═══ Entries shown

use std::collections::BTreeSet;
use std::sync::{Mutex, MutexGuard};
use std::time::Duration;

// ---

use async_trait::async_trait;
use tokio::sync::mpsc;

// ---

use afkbot_domain::{
    // ---
    Block,
    BlockPos,
    BotError,
    ClientError,
    ControlKey,
    DisconnectReason,
    Entity,
    GameEvent,
    GameSession,
    Item,
    Result,
    Vec3,
};

// ---

use super::SimWorld;

// ---------------------------------------------------------------------------
// SimCall
// ---------------------------------------------------------------------------

/// One capability call, recorded in [`SimSession::calls`] so tests can
/// assert on what the agent actually did.
#[derive(Debug, Clone, PartialEq)]
pub enum SimCall {
    // ---
    Chat(String),
    SetControl(ControlKey, bool),
    SwingArm,
    Look { yaw: f64, pitch: f64 },
    LookAt(Vec3),
    WaitTicks(u32),
    Dig(BlockPos),
    Place(BlockPos),
    Equip(String),
    Consume(String),
    Drop { name: String, count: u32 },
    SelectSlot(u8),
    OpenContainer(BlockPos),
    CloseContainer,
    ForceEnd(String),
    Quit(String),
}

// ---------------------------------------------------------------------------
// SimState
// ---------------------------------------------------------------------------

#[derive(Debug)]
struct SimState {
    // ---
    online: bool,
    ended: bool,
    world: SimWorld,
    controls: BTreeSet<ControlKey>,
    selected_slot: u8,
    held: Option<Item>,
    open_container: Option<BlockPos>,
    calls: Vec<SimCall>,
}

// ---------------------------------------------------------------------------
// SimSession
// ---------------------------------------------------------------------------

/// In-process mock session.
///
/// Lifecycle is driven either by [`crate::SimClient`]'s scripted task or
/// directly by tests through [`spawn`](Self::spawn), [`kick`](Self::kick),
/// [`end`](Self::end) and [`fail`](Self::fail).
pub struct SimSession {
    // ---
    username: String,
    version: String,
    tick: Duration,
    events_tx: mpsc::UnboundedSender<GameEvent>,
    state: Mutex<SimState>,
}

// ---

impl SimSession {
    // ---
    pub(crate) fn new(
        username: String,
        version: String,
        tick: Duration,
        world: SimWorld,
        events_tx: mpsc::UnboundedSender<GameEvent>,
    ) -> Self {
        // ---
        Self {
            username,
            version,
            tick,
            events_tx,
            state: Mutex::new(SimState {
                online: false,
                ended: false,
                world,
                controls: BTreeSet::new(),
                selected_slot: 0,
                held: None,
                open_container: None,
                calls: Vec::new(),
            }),
        }
    }

    // ---

    fn state(&self) -> MutexGuard<'_, SimState> {
        // A panic while holding the lock only happens in a failing test;
        // keep serving the data rather than cascading.
        self.state.lock().unwrap_or_else(|e| e.into_inner())
    }

    fn emit(&self, event: GameEvent) {
        // Receiver gone means the agent discarded this session.
        let _ = self.events_tx.send(event);
    }

    fn record(&self, call: SimCall) {
        self.state().calls.push(call);
    }

    fn ensure_open(&self) -> Result<()> {
        // ---
        if self.state().ended {
            Err(BotError::SessionClosed)
        } else {
            Ok(())
        }
    }

    // --- scripted lifecycle ------------------------------------------------

    /// Complete the handshake: emits `Login` then `Spawned`.
    pub fn spawn(&self) {
        // ---
        {
            let mut st = self.state();
            if st.ended || st.online {
                return;
            }
            st.online = true;
        }
        self.emit(GameEvent::Login);
        self.emit(GameEvent::Spawned);
    }

    /// Server kick: emits `Kicked` then `Ended`.
    pub fn kick(&self, reason: impl Into<DisconnectReason>) {
        // ---
        let logged_in = {
            let st = self.state();
            if st.ended {
                return;
            }
            st.online
        };
        self.emit(GameEvent::Kicked {
            reason: reason.into(),
            logged_in,
        });
        self.end("kicked");
    }

    /// Transport failure: emits `Error` then `Ended`.
    pub fn fail(&self, message: &str) {
        // ---
        if self.state().ended {
            return;
        }
        self.emit(GameEvent::Error(ClientError::new(message)));
        self.end("socketClosed");
    }

    /// Connection closed: emits `Ended`. Idempotent.
    pub fn end(&self, reason: &str) {
        // ---
        {
            let mut st = self.state();
            if st.ended {
                return;
            }
            st.ended = true;
            st.online = false;
            st.controls.clear();
        }
        self.emit(GameEvent::Ended {
            reason: reason.to_string(),
        });
    }

    /// Deliver a chat line from another player.
    pub fn receive_chat(&self, sender: &str, text: &str) {
        self.emit(GameEvent::Chat {
            sender: sender.into(),
            text: text.into(),
        });
    }

    // --- inspection --------------------------------------------------------

    pub fn calls(&self) -> Vec<SimCall> {
        self.state().calls.clone()
    }

    pub fn is_ended(&self) -> bool {
        self.state().ended
    }

    pub fn world(&self) -> SimWorld {
        self.state().world.clone()
    }

    /// Replace the world, e.g. to strip out every target.
    pub fn set_world(&self, world: SimWorld) {
        self.state().world = world;
    }
}

// ---

impl SimCall {
    // ---
    /// `true` for calls an idle action makes (everything except chat and
    /// lifecycle control).
    pub fn is_world_action(&self) -> bool {
        !matches!(self, SimCall::Chat(_) | SimCall::ForceEnd(_) | SimCall::Quit(_))
    }
}

// ---

#[async_trait]
impl GameSession for SimSession {
    // ---
    fn username(&self) -> String {
        self.username.clone()
    }

    fn version(&self) -> Option<String> {
        Some(self.version.clone())
    }

    fn is_online(&self) -> bool {
        self.state().online
    }

    fn health(&self) -> f32 {
        self.state().world.health
    }

    fn food(&self) -> u32 {
        self.state().world.food
    }

    fn position(&self) -> Option<Vec3> {
        // ---
        let st = self.state();
        st.online.then_some(st.world.position)
    }

    fn player_count(&self) -> usize {
        self.state().world.players
    }

    // ---

    fn chat(&self, text: &str) -> Result<()> {
        // ---
        if !self.is_online() {
            return Err(BotError::NotOnline);
        }
        self.record(SimCall::Chat(text.to_string()));
        Ok(())
    }

    fn force_end(&self, reason: &str) {
        self.record(SimCall::ForceEnd(reason.to_string()));
        self.end(reason);
    }

    fn quit(&self, reason: &str) {
        self.record(SimCall::Quit(reason.to_string()));
        self.end(reason);
    }

    // ---

    fn set_control(&self, key: ControlKey, on: bool) {
        // ---
        let mut st = self.state();
        if on {
            st.controls.insert(key);
        } else {
            st.controls.remove(&key);
        }
        st.calls.push(SimCall::SetControl(key, on));
    }

    fn control_state(&self, key: ControlKey) -> bool {
        self.state().controls.contains(&key)
    }

    fn swing_arm(&self) {
        self.record(SimCall::SwingArm);
    }

    async fn look(&self, yaw: f64, pitch: f64) -> Result<()> {
        self.ensure_open()?;
        self.record(SimCall::Look { yaw, pitch });
        Ok(())
    }

    async fn look_at(&self, target: Vec3) -> Result<()> {
        self.ensure_open()?;
        self.record(SimCall::LookAt(target));
        Ok(())
    }

    async fn wait_ticks(&self, ticks: u32) -> Result<()> {
        // ---
        self.record(SimCall::WaitTicks(ticks));
        tokio::time::sleep(self.tick * ticks).await;
        self.ensure_open()
    }

    // ---

    fn find_block(&self, max_distance: f64, matching: &dyn Fn(&Block) -> bool) -> Option<Block> {
        self.state().world.find_block(max_distance, matching)
    }

    fn block_at(&self, pos: BlockPos) -> Option<Block> {
        Some(self.state().world.block_at(pos))
    }

    fn can_dig(&self, block: &Block) -> bool {
        !block.is_air() && block.name != "bedrock"
    }

    async fn dig(&self, block: &Block) -> Result<()> {
        // ---
        self.ensure_open()?;
        if !self.can_dig(block) {
            return Err(BotError::Capability(format!("cannot dig {}", block.name)));
        }
        let mut st = self.state();
        st.world.set_block(block.pos, "air");
        st.calls.push(SimCall::Dig(block.pos));
        Ok(())
    }

    async fn place_block(&self, reference: &Block, face: BlockPos) -> Result<()> {
        // ---
        self.ensure_open()?;
        let target = reference.pos.offset(face.x, face.y, face.z);
        let mut st = self.state();
        if !st.world.block_at(target).is_air() {
            return Err(BotError::Capability("placement cell is occupied".into()));
        }
        let name = match st.held.as_mut() {
            Some(held) if held.count > 0 => {
                held.count -= 1;
                held.name.clone()
            }
            _ => return Err(BotError::Capability("nothing in hand to place".into())),
        };
        st.world.set_block(target, &name);
        st.calls.push(SimCall::Place(target));
        Ok(())
    }

    fn nearest_entity(&self) -> Option<Entity> {
        self.state().world.nearest_entity()
    }

    async fn open_container(&self, block: &Block) -> Result<()> {
        // ---
        self.ensure_open()?;
        let mut st = self.state();
        st.open_container = Some(block.pos);
        st.calls.push(SimCall::OpenContainer(block.pos));
        Ok(())
    }

    async fn close_container(&self) -> Result<()> {
        // ---
        let mut st = self.state();
        if st.open_container.take().is_none() {
            return Err(BotError::Capability("no container open".into()));
        }
        st.calls.push(SimCall::CloseContainer);
        Ok(())
    }

    // ---

    fn inventory(&self) -> Vec<Item> {
        self.state().world.inventory.clone()
    }

    async fn equip(&self, item: &Item) -> Result<()> {
        // ---
        self.ensure_open()?;
        let mut st = self.state();
        if !st.world.inventory.iter().any(|i| i.slot == item.slot) {
            return Err(BotError::NoTarget(format!("{} not in inventory", item.name)));
        }
        st.held = Some(item.clone());
        st.calls.push(SimCall::Equip(item.name.clone()));
        Ok(())
    }

    async fn consume(&self) -> Result<()> {
        // ---
        self.ensure_open()?;
        let mut st = self.state();
        let held = st
            .held
            .take()
            .ok_or_else(|| BotError::Capability("nothing in hand to consume".into()))?;
        if let Some(stack) = st.world.inventory.iter_mut().find(|i| i.slot == held.slot) {
            stack.count = stack.count.saturating_sub(1);
        }
        st.world.inventory.retain(|i| i.count > 0);
        st.world.food = (st.world.food + 4).min(20);
        st.calls.push(SimCall::Consume(held.name));
        Ok(())
    }

    async fn drop_item(&self, item: &Item, count: u32) -> Result<()> {
        // ---
        self.ensure_open()?;
        let mut st = self.state();
        let stack = st
            .world
            .inventory
            .iter_mut()
            .find(|i| i.slot == item.slot)
            .ok_or_else(|| BotError::NoTarget(format!("{} not in inventory", item.name)))?;
        stack.count = stack.count.saturating_sub(count);
        st.world.inventory.retain(|i| i.count > 0);
        st.calls.push(SimCall::Drop {
            name: item.name.clone(),
            count,
        });
        Ok(())
    }

    fn selected_slot(&self) -> u8 {
        self.state().selected_slot
    }

    fn set_selected_slot(&self, slot: u8) {
        // ---
        let mut st = self.state();
        st.selected_slot = slot;
        st.calls.push(SimCall::SelectSlot(slot));
    }
}

// ---------------------------------------------------------------------------
// Tests
// ---------------------------------------------------------------------------

#[cfg(test)]
mod tests {
    // ---
    use super::*;

    fn session() -> (SimSession, mpsc::UnboundedReceiver<GameEvent>) {
        // ---
        let (tx, rx) = mpsc::unbounded_channel();
        let s = SimSession::new(
            "Bot".into(),
            "1.20.4".into(),
            Duration::from_millis(50),
            SimWorld::flat(),
            tx,
        );
        (s, rx)
    }

    #[test]
    fn kick_emits_kicked_then_ended_once() {
        // ---
        let (s, mut rx) = session();
        s.spawn();
        s.kick("banned");
        s.end("again");

        assert_eq!(rx.try_recv().unwrap(), GameEvent::Login);
        assert_eq!(rx.try_recv().unwrap(), GameEvent::Spawned);
        assert_eq!(
            rx.try_recv().unwrap(),
            GameEvent::Kicked {
                reason: DisconnectReason::Text("banned".into()),
                logged_in: true
            }
        );
        assert!(matches!(rx.try_recv().unwrap(), GameEvent::Ended { .. }));
        assert!(rx.try_recv().is_err(), "end must be idempotent");
        assert!(!s.is_online());
    }

    #[tokio::test]
    async fn world_calls_fail_after_end() {
        // ---
        let (s, _rx) = session();
        s.spawn();
        s.quit("bye");

        let err = s.look(0.0, 0.0).await.unwrap_err();
        assert!(matches!(err, BotError::SessionClosed));
        assert!(matches!(s.chat("hi"), Err(BotError::NotOnline)));
    }

    #[tokio::test]
    async fn place_consumes_held_block() {
        // ---
        let (s, _rx) = session();
        s.spawn();
        let dirt = s.inventory().into_iter().find(|i| i.name == "dirt").unwrap();
        s.equip(&dirt).await.unwrap();

        let ground = s.block_at(BlockPos::new(1, 63, 0)).unwrap();
        s.place_block(&ground, BlockPos::new(0, 1, 0)).await.unwrap();

        assert_eq!(s.world().block_at(BlockPos::new(1, 64, 0)).name, "dirt");
        assert!(s.calls().contains(&SimCall::Place(BlockPos::new(1, 64, 0))));
    }
}
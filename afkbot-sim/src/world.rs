use std::collections::BTreeMap;

// ---

use afkbot_domain::{Block, BlockPos, Entity, EntityKind, Item, Vec3};

// ---------------------------------------------------------------------------
// SimWorld
// ---------------------------------------------------------------------------

/// The slice of world a simulated session can see.
///
/// Blocks not present in `blocks` read back as `"air"`.
#[derive(Debug, Clone)]
pub struct SimWorld {
    // ---
    pub blocks: BTreeMap<BlockPos, String>,
    pub inventory: Vec<Item>,
    pub entities: Vec<Entity>,
    pub position: Vec3,
    pub health: f32,
    pub food: u32,
    pub players: usize,
}

// ---

impl SimWorld {
    // ---
    /// Nothing but the bot standing in the void.
    pub fn empty() -> Self {
        // ---
        Self {
            blocks: BTreeMap::new(),
            inventory: Vec::new(),
            entities: Vec::new(),
            position: Vec3::new(0.5, 64.0, 0.5),
            health: 20.0,
            food: 20,
            players: 1,
        }
    }

    // ---

    /// A 9x9 grass platform at y = 63 with a chest, a cow, and a starter
    /// inventory: every idle action finds a target here.
    pub fn flat() -> Self {
        // ---
        let mut world = Self::empty();
        for x in -4..=4 {
            for z in -4..=4 {
                world.set_block(BlockPos::new(x, 63, z), "grass_block");
            }
        }
        world.set_block(BlockPos::new(2, 64, 2), "chest");
        world.inventory = vec![
            item("dirt", 16, 36),
            item("bread", 5, 37),
            item("diamond_pickaxe", 1, 38),
        ];
        world.entities.push(Entity {
            name: Some("cow".into()),
            kind: EntityKind::Mob,
            position: Vec3::new(3.5, 64.0, 0.5),
            height: 1.4,
        });
        world.players = 3;
        world
    }

    // ---

    pub fn set_block(&mut self, pos: BlockPos, name: &str) {
        // ---
        if name == "air" {
            self.blocks.remove(&pos);
        } else {
            self.blocks.insert(pos, name.to_string());
        }
    }

    pub fn block_at(&self, pos: BlockPos) -> Block {
        // ---
        let name = self.blocks.get(&pos).map(String::as_str).unwrap_or("air");
        Block::new(name, pos)
    }

    /// Nearest non-air block within `max_distance` of the bot that satisfies
    /// `matching`.
    pub fn find_block(&self, max_distance: f64, matching: &dyn Fn(&Block) -> bool) -> Option<Block> {
        // ---
        self.blocks
            .iter()
            .map(|(pos, name)| Block::new(name.clone(), *pos))
            .map(|b| (self.position.distance_to(b.pos.center()), b))
            .filter(|(d, b)| *d <= max_distance && matching(b))
            .min_by(|(a, _), (b, _)| a.total_cmp(b))
            .map(|(_, b)| b)
    }

    pub fn nearest_entity(&self) -> Option<Entity> {
        // ---
        self.entities
            .iter()
            .min_by(|a, b| {
                let da = self.position.distance_to(a.position);
                let db = self.position.distance_to(b.position);
                da.total_cmp(&db)
            })
            .cloned()
    }
}

// ---

fn item(name: &str, count: u32, slot: u16) -> Item {
    Item {
        name: name.into(),
        count,
        slot,
    }
}

// ---------------------------------------------------------------------------
// Tests
// ---------------------------------------------------------------------------
//! In-process simulated game server for afkbot unit and integration testing.
//!
//! [`SimClient`] implements [`afkbot_domain::GameClient`] without sockets.
//! [`SimConfig`] controls scripted behaviour:
//!
//! - Spawn delay, or fully manual lifecycle
//! - Failing the first N connect attempts
//! - Kicking a live session after a duration
//! - The world each session starts from ([`SimWorld`])
//!
//! # Quick start
//!
//! ```rust,ignore
//! use afkbot_sim::{SimClient, SimConfig};
//!
//! let client = SimClient::new(SimConfig::manual());
//! // hand `client` to the agent, then:
//! client.last_session().unwrap().kick("banned");
//! ```

mod config;
mod session;
mod transport;
mod world;

// --- public API
pub use config::SimConfig;
pub use session::{SimCall, SimSession};
pub use transport::SimClient;
pub use world::SimWorld;
//! Configuration for `afkbot-agent`.
//!
//! Two layers:
//!
//! - [`Cli`] — process-level flags (file locations, dashboard port override,
//!   log level), parsed with `clap`.
//! - [`BotConfig`] — the JSON document describing the server, the account,
//!   and every feature toggle.
//!
//! Run:
//!   afkbot-agent --config config.json --state bot_status.json [--auto-start]

use std::collections::BTreeMap;
use std::path::{Path, PathBuf};
use std::time::Duration;

// ---

use clap::{Parser, ValueEnum};
use serde::{Deserialize, Deserializer};
use thiserror::Error;

// ---

use afkbot_domain::{AuthMode, ConnectOptions, IdleAction};

// ---

/// Value shipped in the sample config; connecting to it is never intended.
const PLACEHOLDER_HOST: &str = "your_server_ip_or_hostname";

/// Capacity of the in-memory log ring served on `GET /logs`.
pub const LOG_RING_CAPACITY: usize = 100;

// ---------------------------------------------------------------------------
// Cli
// ---------------------------------------------------------------------------

#[derive(Debug, Parser)]
#[command(name = "afkbot-agent", about = "Keeps a bot connected to a game server")]
pub struct Cli {
    // ---
    /// JSON configuration file.
    #[arg(long, default_value = "config.json")]
    pub config: PathBuf,

    /// Identity file (current username and last kick).
    /// Created automatically if it does not exist.
    #[arg(long, default_value = "bot_status.json")]
    pub state: PathBuf,

    /// Directory of static dashboard assets served after the API routes.
    #[arg(long, default_value = "public")]
    pub public_dir: PathBuf,

    /// Dashboard port. Overrides `features.webDashboard.port`.
    #[arg(long, env = "PORT")]
    pub port: Option<u16>,

    /// Default log filter when `RUST_LOG` is unset.
    #[arg(long, default_value = "info")]
    pub log_level: String,

    /// Start the bot immediately instead of waiting for a `start` command.
    #[arg(long)]
    pub auto_start: bool,

    /// Game client backend.
    #[arg(long, value_enum, default_value_t = Backend::Sim)]
    pub backend: Backend,
}

// ---

#[derive(Debug, Clone, Copy, PartialEq, Eq, ValueEnum)]
pub enum Backend {
    // ---
    /// Built-in simulated server that behaves.
    Sim,

    /// Built-in simulated server that refuses the first connect and kicks
    /// periodically.
    SimFlaky,
}

// ---------------------------------------------------------------------------
// ConfigError
// ---------------------------------------------------------------------------

#[derive(Debug, Error)]
pub enum ConfigError {
    // ---
    #[error("cannot read {path}: {source}")]
    Read {
        path: PathBuf,
        source: std::io::Error,
    },

    #[error("invalid JSON in {path}: {source}")]
    Parse {
        path: PathBuf,
        source: serde_json::Error,
    },

    #[error("invalid configuration: {0}")]
    Invalid(String),
}

// ---------------------------------------------------------------------------
// BotConfig
// ---------------------------------------------------------------------------

#[derive(Debug, Clone, Deserialize)]
#[serde(rename_all = "camelCase")]
pub struct BotConfig {
    // ---
    pub server: ServerConfig,

    #[serde(default)]
    pub bot: AccountConfig,

    #[serde(default)]
    pub features: Features,
}

// ---

impl BotConfig {
    // ---
    pub fn load(path: &Path) -> Result<Self, ConfigError> {
        // ---
        let text = std::fs::read_to_string(path).map_err(|source| ConfigError::Read {
            path: path.to_path_buf(),
            source,
        })?;
        Self::from_json(&text).map_err(|e| match e {
            ConfigError::Parse { source, .. } => ConfigError::Parse {
                path: path.to_path_buf(),
                source,
            },
            other => other,
        })
    }

    // ---

    pub fn from_json(text: &str) -> Result<Self, ConfigError> {
        // ---
        let cfg: Self = serde_json::from_str(text).map_err(|source| ConfigError::Parse {
            path: PathBuf::new(),
            source,
        })?;
        cfg.validate()?;
        Ok(cfg)
    }

    // ---

    pub fn validate(&self) -> Result<(), ConfigError> {
        // ---
        let host = self.server.host.trim();
        if host.is_empty() {
            return Err(ConfigError::Invalid("server.host is empty".into()));
        }
        if host == PLACEHOLDER_HOST {
            return Err(ConfigError::Invalid(format!(
                "server.host is still \"{PLACEHOLDER_HOST}\"; set it to the real server address"
            )));
        }
        if self.server.port == 0 {
            return Err(ConfigError::Invalid("server.port must be non-zero".into()));
        }
        if self.bot.base_username.trim().is_empty() {
            return Err(ConfigError::Invalid("bot.baseUsername is empty".into()));
        }

        let afk = &self.features.anti_afk;
        if afk.min_interval > afk.max_interval {
            return Err(ConfigError::Invalid(format!(
                "antiAfk.minInterval ({}) exceeds maxInterval ({})",
                afk.min_interval, afk.max_interval
            )));
        }
        if afk.max_interval == 0 {
            return Err(ConfigError::Invalid("antiAfk.maxInterval must be non-zero".into()));
        }
        if self.features.auto_chat.interval == 0 {
            return Err(ConfigError::Invalid("autoChat.interval must be non-zero".into()));
        }
        Ok(())
    }

    // ---

    /// Connect options for a session using `username`.
    pub fn connect_options(&self, username: &str) -> ConnectOptions {
        // ---
        ConnectOptions {
            host: self.server.host.clone(),
            port: self.server.port,
            username: username.to_string(),
            password: self.bot.password.clone(),
            auth: self.bot.auth,
            version: self.server.version.clone(),
        }
    }
}

// ---------------------------------------------------------------------------
// Sections
// ---------------------------------------------------------------------------

#[derive(Debug, Clone, Deserialize)]
#[serde(rename_all = "camelCase")]
pub struct ServerConfig {
    // ---
    pub host: String,

    #[serde(default = "default_server_port")]
    pub port: u16,

    /// `false` (or absent) auto-detects; a string pins the version.
    #[serde(default, deserialize_with = "version_or_auto")]
    pub version: Option<String>,
}

// ---

#[derive(Debug, Clone, Deserialize)]
#[serde(rename_all = "camelCase", default)]
pub struct AccountConfig {
    // ---
    pub base_username: String,
    pub auth: AuthMode,
    pub password: Option<String>,
}

impl Default for AccountConfig {
    fn default() -> Self {
        Self {
            base_username: "AFKBot".into(),
            auth: AuthMode::Offline,
            password: None,
        }
    }
}

// ---

#[derive(Debug, Clone, Default, Deserialize)]
#[serde(rename_all = "camelCase", default)]
pub struct Features {
    // ---
    pub anti_afk: AntiAfkConfig,
    pub auto_chat: AutoChatConfig,
    pub random_username_on_kick: RotationConfig,
    pub auto_reconnect: ReconnectConfig,
    pub web_dashboard: DashboardConfig,

    /// Start the bot at launch.
    pub auto_start: bool,
}

// ---

/// Idle action scheduler settings. Intervals are milliseconds.
#[derive(Debug, Clone, Deserialize)]
#[serde(rename_all = "camelCase", default)]
pub struct AntiAfkConfig {
    // ---
    pub enabled: bool,
    pub min_interval: u64,
    pub max_interval: u64,
    pub actions: BTreeMap<IdleAction, bool>,
}

impl Default for AntiAfkConfig {
    fn default() -> Self {
        // ---
        let on = [
            IdleAction::Jump,
            IdleAction::Sneak,
            IdleAction::LookAround,
            IdleAction::SwingArm,
        ];
        Self {
            enabled: true,
            min_interval: 30_000,
            max_interval: 60_000,
            actions: IdleAction::ALL.iter().map(|a| (*a, on.contains(a))).collect(),
        }
    }
}

impl AntiAfkConfig {
    // ---
    pub fn min_interval(&self) -> Duration {
        Duration::from_millis(self.min_interval)
    }

    pub fn max_interval(&self) -> Duration {
        Duration::from_millis(self.max_interval)
    }

    /// Actions switched on, in catalog order.
    pub fn enabled_actions(&self) -> Vec<IdleAction> {
        self.actions
            .iter()
            .filter_map(|(action, on)| on.then_some(*action))
            .collect()
    }
}

// ---

#[derive(Debug, Clone, Deserialize)]
#[serde(rename_all = "camelCase", default)]
pub struct AutoChatConfig {
    // ---
    pub enabled: bool,

    /// Milliseconds between messages.
    pub interval: u64,
    pub messages: Vec<String>,
}

impl Default for AutoChatConfig {
    fn default() -> Self {
        Self {
            enabled: false,
            interval: 300_000,
            messages: Vec::new(),
        }
    }
}

impl AutoChatConfig {
    pub fn interval(&self) -> Duration {
        Duration::from_millis(self.interval)
    }
}

// ---

/// Identity rotation on kick.
#[derive(Debug, Clone, Deserialize)]
#[serde(rename_all = "camelCase", default)]
pub struct RotationConfig {
    // ---
    pub enabled: bool,

    /// Length of the random suffix.
    pub length: usize,
}

impl Default for RotationConfig {
    fn default() -> Self {
        Self {
            enabled: false,
            length: 4,
        }
    }
}

// ---

/// Fixed reconnect delays, milliseconds.
#[derive(Debug, Clone, Deserialize)]
#[serde(rename_all = "camelCase", default)]
pub struct ReconnectConfig {
    // ---
    /// After a disconnect or error.
    pub delay: u64,

    /// After a kick.
    pub kick_delay: u64,
}

impl Default for ReconnectConfig {
    fn default() -> Self {
        Self {
            delay: 10_000,
            kick_delay: 5_000,
        }
    }
}

impl ReconnectConfig {
    // ---
    pub fn delay(&self) -> Duration {
        Duration::from_millis(self.delay)
    }

    pub fn kick_delay(&self) -> Duration {
        Duration::from_millis(self.kick_delay)
    }
}

// ---

#[derive(Debug, Clone, Deserialize)]
#[serde(rename_all = "camelCase", default)]
pub struct DashboardConfig {
    // ---
    pub enabled: bool,
    pub port: u16,
}

impl Default for DashboardConfig {
    fn default() -> Self {
        Self {
            enabled: true,
            port: 3000,
        }
    }
}

// ---------------------------------------------------------------------------
// Helpers
// ---------------------------------------------------------------------------

fn default_server_port() -> u16 {
    25565
}

// ---

fn version_or_auto<'de, D>(deserializer: D) -> Result<Option<String>, D::Error>
where
    D: Deserializer<'de>,
{
    // ---
    #[derive(Deserialize)]
    #[serde(untagged)]
    enum Raw {
        Flag(bool),
        Version(String),
    }

    Ok(match Option::<Raw>::deserialize(deserializer)? {
        Some(Raw::Version(v)) if !v.trim().is_empty() => Some(v),
        _ => None,
    })
}

// ---------------------------------------------------------------------------
// Tests
// ---------------------------------------------------------------------------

══════

* Task instructions
Where in the listing does the string "first" appear? Copy every line that has it.

* Result of this task
//! - Failing the first N connect attempts
    /// Built-in simulated server that refuses the first connect and kicks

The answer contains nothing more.